How can SPF/DKIM pass, and yet DMARC fail?
DMARC introduces the concept of “Identifier Alignment” to the world of email. The concept is needed as SPF and DKIM are stand-alone technologies capable of associating a domain with a piece of email.
When a receiver uses SPF, the receiver looks at the domain found in the RFC5321.MailFrom to figure out where to look for an SPF record. The RFC5321.MailFrom address is the entity that is passed along as part of the “MAIL FROM” command during the SMTP conversation. To make matters worse, this address is also called the “bounce address,” the “envelope address,” the “SPF address,” or the “ReturnPath” address (as it is copied into the content of the email messages as the ReturnPath: header by the email receiver!). When an SPF check successfully completes, the receivers ends up with an “Authenticated Identifier” that is the domain of the RFC5321.MailFrom.
DKIM is similar in that it also generates an “Authenticated Identifier.” However, DKIM’s identifier comes from the “d=” tag that is part of every DKIM signature.
In the DMARC world, any Authenticated Identifier has to be relevant to the domain that DMARC is looking at, and that is always the domain found in the From: header of an email.
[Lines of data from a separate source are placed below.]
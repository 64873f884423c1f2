//! 2D Poisson equation with mixed boundary conditions.
//!
//! Solves on a Fourier(x) × Chebyshev(y) domain:
//! - lap(u) = f with f = -10 sin²(x/2) (y - y²)
//! - u(y = 0) = sin(8x)
//! - dy(u)(y = Ly) = 0
//!
//! The two tau terms are lifted to the natural output basis of the
//! Laplacian, the (3/2, 3/2) Jacobi family.

use spectral_rs::operators::{diff, interp, lap, lift};
use spectral_rs::{
    CartesianCoordinates, CartesianSpace, Dtype, Expr, Field, FourierBasis, JacobiBasis, LiftBasis,
    LinearBoundaryValueSolver, Problem, SolverConfig,
};
use std::f64::consts::PI;
use std::sync::Arc;
use std::time::Instant;

fn main() -> Result<(), Box<dyn std::error::Error>> {
    env_logger::Builder::from_env(env_logger::Env::default().default_filter_or("info")).init();

    // Parameters
    let nx = 256;
    let ny = 128;
    let lx = 2.0 * PI;
    let ly = 1.0;

    println!("2D Poisson LBVP");
    println!("===============");
    println!("Resolution: {nx} x {ny}");
    println!("Domain: [0, {lx:.4}] x [0, {ly}]");
    println!();

    // Bases
    let coords = CartesianCoordinates::new(&["x", "y"]);
    let x = coords.coord(0).clone();
    let y = coords.coord(1).clone();
    let xbasis = FourierBasis::real(x, nx, (0.0, lx), 1.0)?;
    let ybasis = Arc::new(JacobiBasis::chebyshev(y.clone(), ny, (0.0, ly), 1.0)?);
    let full = CartesianSpace::new(
        coords.clone(),
        Dtype::Real,
        vec![Some(xbasis.into()), Some(Arc::clone(&ybasis).into())],
    )?;
    let edge = full.restrict(1);

    // Fields
    let u = Field::scalar("u", full.clone().into())?.into_ref();
    let tau1 = Field::scalar("tau1", edge.clone().into())?.into_ref();
    let tau2 = Field::scalar("tau2", edge.clone().into())?.into_ref();

    // Forcing
    let mut f = Field::scalar("f", full.clone().into())?;
    f.set_grid_fn(|_, p| -10.0 * (p[0] / 2.0).sin().powi(2) * (p[1] - p[1] * p[1]))?;
    let mut g = Field::scalar("g", edge.clone().into())?;
    g.set_grid_fn(|_, p| (8.0 * p[0]).sin())?;
    let h = Field::constant(edge.into(), 0.0)?;
    let (f, g, h) = (f.into_ref(), g.into_ref(), h.into_ref());

    // Problem
    let lift_basis = LiftBasis::Interval(Arc::new(ybasis.clone_with(1.5, 1.5)?));
    let mut problem = Problem::lbvp(vec![Arc::clone(&u), Arc::clone(&tau1), Arc::clone(&tau2)])?;
    problem.add_equation(
        lap(&u) + lift(&tau1, lift_basis.clone(), -1) + lift(&tau2, lift_basis, -2),
        Expr::field(&f),
    )?;
    problem.add_equation(interp(&u, &y, 0.0), Expr::field(&g))?;
    problem.add_equation(interp(diff(&u, &y), &y, ly), Expr::field(&h))?;

    // Solver
    let start = Instant::now();
    let mut solver = LinearBoundaryValueSolver::new(problem, SolverConfig::default())?;
    solver.solve()?;
    println!("Solved in {:.3} s", start.elapsed().as_secs_f64());

    let ug = u.write().grid_real()?;
    let max = ug.iter().copied().fold(f64::NEG_INFINITY, f64::max);
    let min = ug.iter().copied().fold(f64::INFINITY, f64::min);
    println!("u range: [{min:.6}, {max:.6}]");

    // Boundary residual at y = 0
    let mut wall = spectral_rs::operators::evaluate(&(interp(&u, &y, 0.0) - Expr::field(&g)))?
        .into_field(&full.restrict(1).into())?;
    let residual = wall.grid_real()?.iter().map(|v| v.abs()).fold(0.0, f64::max);
    println!("max |u(y=0) - g|: {residual:.3e}");

    Ok(())
}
Identifier Alignment is therefore the process of checking to make sure the domains that are authenticated by SPF and DKIM are relevant to the domain found in an email’s From: header.
Those who are new to DMARC often find this concept confusing.
Identifier Alignment is required as anyone can deploy SPF and DKIM for any piece of email today. If a criminal is trying to spoof bank.com and sets up a domain criminal.net to get SPF and DKIM into place, just because SPF and DKIM both pass doesn’t mean the authentication has anything to do with bank.com.
Similarly, email receivers cannot maintain huge lists that associate email domains together—they have to process email as quickly as possible without trying to tease out the subtle nuances between domains. For example, if your Email Service Provider is using “banknewsletter.com” for both SPF and DKIM while sending on behalf of bank.com, the internet’s email receiving infrastructure has no idea if banknewsletter.com is legitimate, a carefully created phishing site, or owned and operated by the same entity as bank.com.
Identifier Alignment is how existing email authentication technologies are made relevant to the content of an email.